There is a service which executes a simple query on the database. The difference between the start time to run the query and the end time when the query completes, is the latency used in the rule. The simple query is very fast to be executed and always returns the result 1. The query is:
select count(*) from database_instance_id;
The measured time difference would be submitted to the metric "databaseLatency" of the "CatalystDatabaseStatus" object. The rule compares the "databaseLatency" metric with the given thresholds (10, 20 or 50 ms) and triggers corresponding alarms.
The latency includes several parts: the time sending a request from the Foglight server to the database, the time executing the query on the database and the time sending the result back to the Foglight server. The simple query has little impact on the database and is normally executed very fast, so it is necessary to focus on network issues and the performance of the database when the rule triggers an alarm.

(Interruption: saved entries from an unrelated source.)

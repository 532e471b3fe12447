//! Data model for the listing parser engine.

use crate::path::ServerPathSyntax;
use bitflags::bitflags;
use chrono::{DateTime, Utc};
use serde::{Deserialize, Serialize};

bitflags! {
    /// Which `FileData` fields a given listing line actually carried.
    /// Not every server format reports every field (OpenVMS has no
    /// permission bits, Windows `<DIR>` lines have no owner/group, …);
    /// callers must consult this mask instead of assuming every field is
    /// populated.
    #[derive(Debug, Clone, Copy, PartialEq, Eq, Serialize, Deserialize)]
    pub struct ValidDataMask: u16 {
        const SIZE        = 0b0000_0000_0001;
        const DATE        = 0b0000_0000_0010;
        const TIME        = 0b0000_0000_0100;
        const PERMISSIONS = 0b0000_0000_1000;
        const OWNER       = 0b0000_0001_0000;
        const GROUP       = 0b0000_0010_0000;
        const LINK_TARGET = 0b0000_0100_0000;
        const LINK_COUNT  = 0b0000_1000_0000;
        const BYTE_SIZE_IS_EXACT = 0b0001_0000_0000;
    }
}

#[derive(Debug, Clone, Copy, PartialEq, Eq, Serialize, Deserialize)]
pub enum EntryKind {
    File,
    Directory,
    Link,
    Unknown,
}

/// One parsed listing line.
#[derive(Debug, Clone, Serialize, Deserialize)]
pub struct FileData {
    pub name: String,
    pub kind: EntryKind,
    pub size: u64,
    pub modified: Option<DateTime<Utc>>,
    pub permissions: Option<String>,
    pub owner: Option<String>,
    pub group: Option<String>,
    pub link_target: Option<String>,
    pub link_count: Option<u32>,
    /// Anything the compiled rule captured that doesn't map to a typed
    /// field — the engine equivalent of the raw `facts` map MLSD lines
    /// carry in the original parser.
    pub plugin_data: Option<serde_json::Value>,
    pub valid_data_mask: ValidDataMask,
}

impl FileData {
    pub fn is_dir(&self) -> bool {
        self.kind == EntryKind::Directory
    }

    pub fn is_link(&self) -> bool {
        self.kind == EntryKind::Link
    }

    pub fn has(&self, field: ValidDataMask) -> bool {
        self.valid_data_mask.contains(field)
    }
}

/// One positional capture-group -> field mapping in a compiled rule.
#[derive(Debug, Clone, Copy, PartialEq, Eq, Serialize, Deserialize)]
pub enum Column {
    Permissions,
    LinkCount,
    Owner,
    Group,
    Size,
    /// Combined date+time group, format determined by `DateStyle`.
    DateTime,
    Date,
    Time,
    Name,
    /// `-> target` suffix on a Unix symlink name.
    SymlinkTarget,
    /// Windows `<DIR>` literal vs. a numeric size in the same column.
    WindowsSizeOrDir,
    /// Ignored capture (kept for column alignment, not surfaced).
    Skip,
}

/// How the `DateTime`/`Date`/`Time` columns should be interpreted.
#[derive(Debug, Clone, Copy, PartialEq, Eq, Serialize, Deserialize)]
pub enum DateStyle {
    /// `Mon dd HH:MM`, year omitted — resolve against "now", preferring
    /// the past when the naive date would otherwise lie in the future.
    UnixNoYear,
    /// `Mon dd  yyyy`, no time of day.
    UnixYearOnly,
    /// `Mon dd HH:MM`, German month abbreviations.
    UnixNoYearGerman,
    /// `MM-DD-YY  hh:mmAM/PM` (classic Windows/IIS).
    WindowsAmPm,
    /// `MM-DD-YY  HH:MM` (24-hour Windows/IIS variant).
    Windows24Hour,
    /// `DD-MMM-YYYY HH:MM` (OpenVMS).
    Vms,
    /// `YYYYMMDDHHMMSS` (MLSD `modify=` fact).
    Mlsd,
}

/// One bundled server dialect: a compiled rule plus the column mapping
/// and date style needed to turn a regex match into a `FileData`.
#[derive(Debug, Clone)]
pub struct ServerType {
    pub name: &'static str,
    pub path_syntax: ServerPathSyntax,
    pub pattern: &'static str,
    pub columns: &'static [Column],
    pub date_style: DateStyle,
    /// Text OpenVMS (and some others) emit for a genuinely empty directory
    /// instead of a normal file listing — must not be mis-parsed as an error.
    pub empty_dir_sentinel: Option<&'static str>,
}
//! Operation coordinator — the one object every worker in an
//! operation shares: the queue, the listing cache, the disk-work channel,
//! the explored-path set, the cached welcome-banner/`SYST` reply, the
//! global speed meter, and the paused/resumed flag.
//!
//! Grounded on `FtpService` (`sorng-ftp::ftp::service`), which plays the
//! same "owns pool + queue, exposes the methods workers/callers delegate
//! to" role for a single Tauri-embedded session. This generalizes that
//! shape from one GUI-facing service object into a per-operation
//! `Context`: everything that was a process-wide singleton in the
//! original becomes a field here, threaded through workers via `Arc`, except the
//! listing cache, which the design notes keep as the one true
//! cross-operation singleton.

use crate::cache::ListingCache;
use crate::config::OperationConfig;
use crate::disk::DiskWorkChannel;
use crate::explored::{CycleKind, ExploredPathSet};
use crate::path::ServerPathSyntax;
use crate::queue::{ForceAction, OperationQueue, QueueCounters};
use crate::worker::{Worker, WorkerEvent, WorkerHandle};
use std::collections::HashMap;
use std::sync::atomic::{AtomicBool, AtomicU64, Ordering};
use std::sync::Arc;
use std::time::{Duration, Instant};
use tokio::sync::{mpsc, Mutex};

/// Token-bucket-ish bandwidth limiter shared by every worker of one
/// operation, so the configured cap bounds the operation's *aggregate*
/// throughput rather than each connection independently.
///
/// Grounded on `saworbit-orbit`'s `core::bandwidth::apply_limit` — same
/// "compare bytes-per-second against the cap since the last checkpoint,
/// sleep off the excess" shape — adapted from a per-thread blocking sleep
/// to an async, mutex-guarded checkpoint so concurrent workers don't race
/// updating the window.
pub struct SpeedMeter {
    max_bytes_per_sec: u64,
    window: Mutex<(Instant, u64)>,
    total_bytes: AtomicU64,
}

impl SpeedMeter {
    pub fn new(max_bytes_per_sec: u64) -> Self {
        Self {
            max_bytes_per_sec,
            window: Mutex::new((Instant::now(), 0)),
            total_bytes: AtomicU64::new(0),
        }
    }

    pub fn is_unlimited(&self) -> bool {
        self.max_bytes_per_sec == 0
    }

    pub fn total_bytes(&self) -> u64 {
        self.total_bytes.load(Ordering::Relaxed)
    }

    /// Account for `bytes` just transferred by some worker and sleep off
    /// any excess over the cap accumulated in the current one-second
    /// window. A no-op when the operation has no speed limit configured.
    pub async fn throttle(&self, bytes: u64) {
        self.total_bytes.fetch_add(bytes, Ordering::Relaxed);
        if self.is_unlimited() || bytes == 0 {
            return;
        }

        let sleep_for = {
            let mut guard = self.window.lock().await;
            let (window_start, window_bytes) = &mut *guard;
            *window_bytes += bytes;
            let elapsed = window_start.elapsed();
            let elapsed_secs = elapsed.as_secs_f64();

            let mut sleep_for = None;
            if elapsed_secs < 1.0 && elapsed_secs > 0.0 {
                let bytes_per_sec = *window_bytes as f64 / elapsed_secs;
                if bytes_per_sec > self.max_bytes_per_sec as f64 {
                    let target_secs = *window_bytes as f64 / self.max_bytes_per_sec as f64;
                    sleep_for = Some(Duration::from_secs_f64((target_secs - elapsed_secs).max(0.0)));
                }
            }
            if elapsed >= Duration::from_secs(1) {
                *window_start = Instant::now();
                *window_bytes = 0;
            }
            sleep_for
        };

        if let Some(d) = sleep_for {
            tokio::time::sleep(d).await;
        }
    }
}

/// Cross-worker shared state for one bulk operation. One instance is
/// constructed per operation and handed to every worker as an `Arc`; the
/// queue, cache, disk channel, and explored set are all shared mutable
/// state behind mutexes, each held only across short critical sections.
pub struct OperationCoordinator {
    /// Correlates log lines across every worker of one operation, the same
    /// role `FtpClient::connect`'s per-connection `session_id` plays —
    /// generalized here to cover the whole multi-worker operation rather
    /// than a single session.
    pub operation_id: uuid::Uuid,
    pub config: OperationConfig,
    pub queue: Arc<Mutex<OperationQueue>>,
    pub cache: Arc<ListingCache>,
    pub disk: DiskWorkChannel,
    explored: Mutex<ExploredPathSet>,
    server_first_reply: Mutex<Option<String>>,
    server_system: Mutex<Option<String>>,
    speed_meter: Arc<SpeedMeter>,
    paused: AtomicBool,
    /// Workers currently in `Sleeping` with a live control connection,
    /// keyed by worker id — candidates for `give_work_to_sleeping_con_worker`.
    sleeping: Mutex<HashMap<u32, mpsc::Sender<WorkerEvent>>>,
    last_activity: Mutex<Instant>,
}

impl OperationCoordinator {
    pub fn new(config: OperationConfig, cache: Arc<ListingCache>) -> Arc<Self> {
        let path_syntax = ServerPathSyntax::Unix; // refined once a worker detects the server type
        let max_bandwidth = config.max_bandwidth_bytes_per_sec;
        Arc::new(Self {
            operation_id: uuid::Uuid::new_v4(),
            disk: DiskWorkChannel::spawn(),
            queue: Arc::new(Mutex::new(OperationQueue::new())),
            cache,
            explored: Mutex::new(ExploredPathSet::new(path_syntax)),
            server_first_reply: Mutex::new(None),
            server_system: Mutex::new(None),
            speed_meter: Arc::new(SpeedMeter::new(max_bandwidth)),
            paused: AtomicBool::new(false),
            sleeping: Mutex::new(HashMap::new()),
            last_activity: Mutex::new(Instant::now()),
            config,
        })
    }

    /// Spawn `config.max_concurrent_workers` workers and start each one's
    /// event loop as its own task, returning the handles callers use to
    /// drive and cancel them.
    pub fn spawn(self: &Arc<Self>) -> Vec<WorkerHandle> {
        let count = self.config.max_concurrent_workers.max(1);
        let mut handles = Vec::with_capacity(count);
        for id in 0..count as u32 {
            let (mut worker, handle) = Worker::new(id, Arc::clone(self));
            handles.push(WorkerHandle {
                tx: handle.tx.clone(),
                should_stop: Arc::clone(&handle.should_stop),
            });
            tokio::spawn(async move {
                worker.run().await;
            });
        }
        handles
    }

    // ── immutable config view ──────────────────────────────────────

    pub fn list_command(&self) -> &str {
        &self.config.list_command
    }

    pub fn init_ftp_commands(&self) -> &[String] {
        &self.config.login_script
    }

    // ── server banner / SYST cache, idempotent first-writer-wins ────

    pub async fn set_server_first_reply(&self, reply: impl Into<String>) {
        let mut guard = self.server_first_reply.lock().await;
        if guard.is_none() {
            *guard = Some(reply.into());
        }
    }

    pub async fn server_first_reply(&self) -> Option<String> {
        self.server_first_reply.lock().await.clone()
    }

    pub async fn set_server_system(&self, reply: impl Into<String>) {
        let mut guard = self.server_system.lock().await;
        if guard.is_none() {
            *guard = Some(reply.into());
        }
    }

    pub async fn server_system(&self) -> Option<String> {
        self.server_system.lock().await.clone()
    }

    // ── explored-path set, operation-owned ───────────────────────────

    pub async fn is_already_explored_path(&self, path: &str) -> bool {
        self.explored.lock().await.contains(path)
    }

    pub async fn add_to_explored_paths(&self, path: &str) -> bool {
        self.explored.lock().await.insert(path)
    }

    /// Check whether a CWD/PWD round trip just closed a cycle, without
    /// recording it — `requested` is the path the worker asked to CWD
    /// into, `resolved` is what the server's PWD reply reported back.
    pub async fn check_explore_cycle(&self, requested: &str, resolved: &str) -> Option<CycleKind> {
        self.explored.lock().await.check_cycle(requested, resolved)
    }

    // ── pause / resume ────────────────────────────────────────────────

    pub fn pause(&self) {
        self.paused.store(true, Ordering::SeqCst);
    }

    pub fn resume(&self) {
        self.paused.store(false, Ordering::SeqCst);
    }

    pub fn is_paused(&self) -> bool {
        self.paused.load(Ordering::SeqCst)
    }

    // ── cross-worker wake signalling ─────────────────────────────────

    pub async fn mark_sleeping(&self, worker_id: u32, tx: mpsc::Sender<WorkerEvent>) {
        self.sleeping.lock().await.insert(worker_id, tx);
    }

    pub async fn clear_sleeping(&self, worker_id: u32) {
        self.sleeping.lock().await.remove(&worker_id);
    }

    /// Wake every worker currently sleeping so each re-enters
    /// `LookingForWork` and re-queries the queue.
    pub async fn post_new_work_available(&self) {
        let sleepers = self.sleeping.lock().await;
        for tx in sleepers.values() {
            let _ = tx.try_send(WorkerEvent::WorkAvailable);
        }
    }

    /// Hand `caller`'s current item to a sibling worker that is sleeping
    /// with a live control connection, instead of making `caller`
    /// reconnect from scratch. Returns whether a sleeping sibling was
    /// found and woken; the actual item handoff happens through the
    /// queue (the woken worker calls `find_work` itself).
    pub async fn give_work_to_sleeping_con_worker(&self, caller: u32) -> bool {
        let sleepers = self.sleeping.lock().await;
        for (id, tx) in sleepers.iter() {
            if *id == caller {
                continue;
            }
            if tx.try_send(WorkerEvent::WorkAvailable).is_ok() {
                return true;
            }
        }
        false
    }

    // ── speed / activity ──────────────────────────────────────────────

    pub fn global_transfer_speed_meter(&self) -> Arc<SpeedMeter> {
        Arc::clone(&self.speed_meter)
    }

    pub async fn touch_activity(&self) {
        *self.last_activity.lock().await = Instant::now();
    }

    pub async fn get_global_last_activity_time(&self) -> Instant {
        *self.last_activity.lock().await
    }

    // ── progress ──────────────────────────────────────────────────────

    pub async fn counters(&self) -> QueueCounters {
        self.queue.lock().await.counters()
    }

    /// The caller answered a `user-input-needed` prompt for item `id`.
    /// Returns `false` if the item had already moved past that state by
    /// the time the answer arrived.
    pub async fn resolve_user_input(&self, id: u32, action: ForceAction) -> bool {
        let resolved = self.queue.lock().await.resolve_user_input(id, action);
        if resolved {
            self.post_new_work_available().await;
        }
        resolved
    }

    /// The caller gave up on a `user-input-needed` item without answering
    /// it — finalise it as `ForcedToFail` instead of leaving it stuck.
    pub async fn force_to_fail(&self, id: u32) {
        self.queue.lock().await.force_to_fail(id);
    }
}

#[cfg(test)]
mod tests {
    use super::*;

    fn config() -> OperationConfig {
        serde_json::from_str(r#"{"host":"ftp.example.com","username":"anon","password":"x"}"#).unwrap()
    }

    #[tokio::test]
    async fn server_first_reply_is_first_writer_wins() {
        let coord = OperationCoordinator::new(config(), Arc::new(ListingCache::default()));
        coord.set_server_first_reply("220 hello").await;
        coord.set_server_first_reply("220 something else").await;
        assert_eq!(coord.server_first_reply().await.as_deref(), Some("220 hello"));
    }

    #[tokio::test]
    async fn explored_paths_are_shared_across_the_operation() {
        let coord = OperationCoordinator::new(config(), Arc::new(ListingCache::default()));
        assert!(!coord.is_already_explored_path("/pub").await);
        assert!(coord.add_to_explored_paths("/pub").await);
        assert!(coord.is_already_explored_path("/pub").await);
        assert!(!coord.add_to_explored_paths("/pub").await);
    }

    #[tokio::test]
    async fn pausing_blocks_find_work_via_is_paused() {
        let coord = OperationCoordinator::new(config(), Arc::new(ListingCache::default()));
        assert!(!coord.is_paused());
        coord.pause();
        assert!(coord.is_paused());
        coord.resume();
        assert!(!coord.is_paused());
    }

    #[tokio::test]
    async fn unlimited_speed_meter_never_sleeps() {
        let meter = SpeedMeter::new(0);
        let start = Instant::now();
        meter.throttle(10_000_000).await;
        assert!(start.elapsed() < Duration::from_millis(200));
        assert_eq!(meter.total_bytes(), 10_000_000);
    }

    #[tokio::test]
    async fn give_work_to_sleeping_con_worker_skips_the_caller() {
        let coord = OperationCoordinator::new(config(), Arc::new(ListingCache::default()));
        let (tx, mut rx) = mpsc::channel(4);
        coord.mark_sleeping(7, tx).await;
        assert!(!coord.give_work_to_sleeping_con_worker(7).await);
        assert!(rx.try_recv().is_err());
    }
}
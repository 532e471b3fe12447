//! Bundled server-type catalog for listing autodetection.
//!
//! A `ServerType` is data (a regex pattern + column mapping + date style),
//! not code — adding one of the many other dialects a full catalog would
//! carry (AIX, Filezilla, Netprezenz, MVS PO/dataset, OS/2, VxWorks, z/VM,
//! OS/400 QSYS.LIB, Tandem, Xbox 360, MOXA, …) is a matter of appending
//! another `ServerType` row here, not touching the engine in `mod.rs`.
//! This catalog carries the five dialects needed to exercise every
//! rule-engine code path: permission-bit lines, two date-locale families,
//! the Windows `<DIR>`-vs-size column ambiguity, and OpenVMS's
//! bracketed-version naming plus its empty-directory sentinel text.

use crate::parser::types::{Column, DateStyle, ServerType};
use crate::path::ServerPathSyntax;

pub const UNIX: ServerType = ServerType {
    name: "UNIX",
    path_syntax: ServerPathSyntax::Unix,
    // drwxr-xr-x   3 user     group        4096 Jan 15 09:30 name[ -> target]
    pattern: r"(?x)
        ^([\-dlcbps][rwxsStT\-]{9})\s+
        (\d+)\s+
        (\S+)\s+
        (\S+)\s+
        (\d+)\s+
        ([A-Za-z]{3}\s+\d{1,2}\s+(?:\d{1,2}:\d{2}|\d{4}))\s+
        (.+)$
    ",
    columns: &[
        Column::Permissions,
        Column::LinkCount,
        Column::Owner,
        Column::Group,
        Column::Size,
        Column::DateTime,
        Column::Name,
    ],
    date_style: DateStyle::UnixNoYear,
    empty_dir_sentinel: None,
};

pub const UNIX_GERMAN: ServerType = ServerType {
    name: "UNIX (German months)",
    path_syntax: ServerPathSyntax::Unix,
    pattern: r"(?x)
        ^([\-dlcbps][rwxsStT\-]{9})\s+
        (\d+)\s+
        (\S+)\s+
        (\S+)\s+
        (\d+)\s+
        ([A-Za-zä]{3}\s+\d{1,2}\s+(?:\d{1,2}:\d{2}|\d{4}))\s+
        (.+)$
    ",
    columns: &[
        Column::Permissions,
        Column::LinkCount,
        Column::Owner,
        Column::Group,
        Column::Size,
        Column::DateTime,
        Column::Name,
    ],
    date_style: DateStyle::UnixNoYearGerman,
    empty_dir_sentinel: None,
};

pub const WINDOWS: ServerType = ServerType {
    name: "Windows/IIS",
    path_syntax: ServerPathSyntax::Windows,
    // 03-15-24  02:30PM       <DIR>          name
    // 03-15-24  02:30PM             4096     name
    pattern: r"(?x)
        ^(\d{2}-\d{2}-\d{2})\s+
        (\d{1,2}:\d{2}(?:AM|PM)?)\s+
        (<DIR>|\d+)\s+
        (.+)$
    ",
    columns: &[
        Column::Date,
        Column::Time,
        Column::WindowsSizeOrDir,
        Column::Name,
    ],
    date_style: DateStyle::WindowsAmPm,
    empty_dir_sentinel: None,
};

pub const OPENVMS: ServerType = ServerType {
    name: "OpenVMS",
    path_syntax: ServerPathSyntax::Vms,
    // README.TXT;1        12   15-MAR-2024 10:00
    pattern: r"(?x)
        ^(\S+;\d+)\s+
        (\d+)\s+
        (\d{1,2}-[A-Za-z]{3}-\d{4}\s+\d{1,2}:\d{2})$
    ",
    columns: &[Column::Name, Column::Size, Column::DateTime],
    date_style: DateStyle::Vms,
    // Prior to the listing-engine fix this novelty documents, an empty
    // VMS directory returned an error reply instead of this sentinel line.
    empty_dir_sentinel: Some("Total of 0 files, 0/0 blocks"),
};

pub const MLSD: ServerType = ServerType {
    name: "MLSD",
    path_syntax: ServerPathSyntax::Unix,
    // handled structurally in mod.rs (semicolon-delimited fact list), this
    // entry exists so autodetection can select it by content sniffing
    // rather than regex match.
    pattern: r"^type=\S+;.*;\s+\S+$",
    columns: &[Column::Skip],
    date_style: DateStyle::Mlsd,
    empty_dir_sentinel: None,
};

/// All bundled dialects, tried in this order during autodetection. MLSD is
/// preferred whenever the server advertises it — `mod.rs` short-circuits
/// there and only falls through to this table for raw `LIST` output.
pub const CATALOG: &[&ServerType] = &[&UNIX, &UNIX_GERMAN, &WINDOWS, &OPENVMS];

Please note that the rule is not specifically mentioned that it is either a network issue or IO issue. The high latency may be caused by several factors like bad network condition, slow IO, bad performance on the database or bad performance on the Foglight server. The rule can only give a prompt to check but it cannot identify what is the cause exactly.
Currently the rule creates a warning alarm when DB performance is over 10ms.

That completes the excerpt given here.